Posted by flaviosaudade em 25/01/2009

 

Será possível considerar alguém culpado pelo seu silêncio? Não é difícil encontrar por aí inocente que seja obrigado a permanecer calado, ou culpado que declare inocência. Ainda que existam provas suficientes do contrário. No caso de Capitu, estamos diante de um dos julgamentos mais longos da história nossa literatura. Acusação e defesa apresentam seus argumentos diante de um júri atento. Cada detalhe, por menor importância que pareça ter, poderá representar a absolvição ou a condenação. Dentre eles, dois merecem ser considerados. O primeiro é o fato de a história se passar através da perspectiva do protagonista.  O segundo, o ciúme, que surge vagarosamente e corrompe as páginas que pareciam estar predestinadas a qualquer veredicto, menos ao da incógnita.

 

Embora a história de Bentinho e Capitu provoque em nós as mais diferentes imagens, é preciso atentar para o fato de que, desde o início, as personagens e os acontecimentos são apresentados através da percepção do protagonista.
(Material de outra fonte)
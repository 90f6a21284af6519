//! RAG (Retrieval-Augmented Generation) module
//!
//! Turns the knowledge base into answers:
//! - Retrieval of ranked facts from the TF-IDF index
//! - Question-type classification
//! - Answer synthesis by combining top-ranked facts
//! - Context assembly grouped by section
//!
//! # Examples
//!
//! ```rust,no_run
//! use factrag::config::AppConfig;
//! use factrag::rag::RagService;
//!
//! fn main() -> Result<(), Box<dyn std::error::Error>> {
//!     let config = AppConfig::load()?;
//!     let service = RagService::from_config(&config)?;
//!
//!     let answer = service.generate_answer("Are your products organic?")?;
//!     println!("Answer: {:?} ({:.2})", answer.text, answer.confidence);
//!
//!     Ok(())
//! }
//! ```

pub mod context;
pub mod intent;
pub mod pipeline;
pub mod retriever;
pub mod synthesizer;

pub use context::ContextAssembler;
pub use intent::QueryIntent;
pub use pipeline::ChatReply;
pub use pipeline::RagService;
pub use retriever::Retriever;
pub use synthesizer::generate_answer;
pub use synthesizer::Answer;
pub use synthesizer::AnswerSynthesizer;

use serde::Serialize;

/// Search result with relevance score
#[derive(Debug, Clone, PartialEq, Serialize)]
pub struct SearchResult {
    pub sentence_index: usize,
    pub section: String,
    pub text: String,
    pub score: f32,
}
Enquanto que uma história pode oferecer tantas versões quantos forem os envolvidos. Não apenas Capitu, mas todos os personagens, suas características, peculiaridades e até mesmo os possíveis desejos que lhes permeiam a alma eram descritos de maneira muito particular. Além disso, tal perspectiva apresenta fortes indícios de que o protagonista deseja induzir-nos a acreditar que a culpa precede o ato, quando parece insinuar que a inteligência e a sagacidade de Capitu poderiam ser apenas traços de uma tendência à obliqüidade e à dissimulação. Fato que pode ter uma agravante ainda maior, por sua percepção ter sofrido a influência de uma sociedade em que era costume a sujeição da esposa ao marido, quando o pensamento vigente era o de que a mulher deveria ser criada para debater a graça de um vestido, enquanto que o homem, o destino de um império. Sociedade que sempre tratou de forma muito particular “mulheres de espírito”, característica que em Capitu era denunciada desde a infância e que lhe rendeu os mais variados adjetivos.

 

Tal influência pode ter sido o elemento preponderante para que Bentinho se deixasse levar tão cegamente pelo ciúme. Sentimento que toma uma proporção tão grande que contamina até mesmo os momentos passados, quando o seu interesse por Capitu ainda não tinha se manifestado. Seu ciúme impregnava de tal forma seu imaginário e o angustiava, que mesmo o que se passava na cabeça da sua esposa era motivo de desconfiança. Ele busca por força uma confissão, fossem pelos gestos, fossem pelo olhar da esposa. Mas é ele quem confessa, quando afirma reparar em outras meninas. E é ele ainda, que afirma ter olhares mais que fraternais para a esposa do próprio amigo.  Fosse o caso da culpa preceder o ato… Além do mais, Bentinho dizia amar tanto a Capitu, mas não relata em momento algum que levasse consigo alguma lembrança que seja da sua amada, como as fotos da sua mãe e a do amigo Escobar, que permanecem penduradas no escritório. Ou ainda que lhe tenha escrito alguma carta, pois, como ele mesmo diz, todas as outras foram endereçadas ao amigo, ou ainda ao Manduca, que mereceu várias. Dessa forma, fosse o ciúme um direito, a prioridade em gozá-lo possivelmente não seria sua.

 

Por fim, é bem provável que a grande incógnita que nos provoca e inspira, não tenha sido o mérito de a traição ter ocorrido ou não. Mas, a estranheza que Capitu desperta em nosso inconsciente e a necessidade que temos de nos apegar às nossas certezas. Talvez tenha sido esta mesma incógnita a única responsável pela casmurrice que tomou Bentinho. Aquele que, apesar de ter compartilhado da companhia de sua esposa desde a infância, parecia desconhecê-la; aquele que teve o amor, este sim, traído pela dúvida. E será possível o amor onde houver dúvida? Seja qual for o veredicto, o julgamento cabe à consciência de cada um. Assim como a alma de Capitu, que para Dom Casmurro e para nós, continuará em silêncio.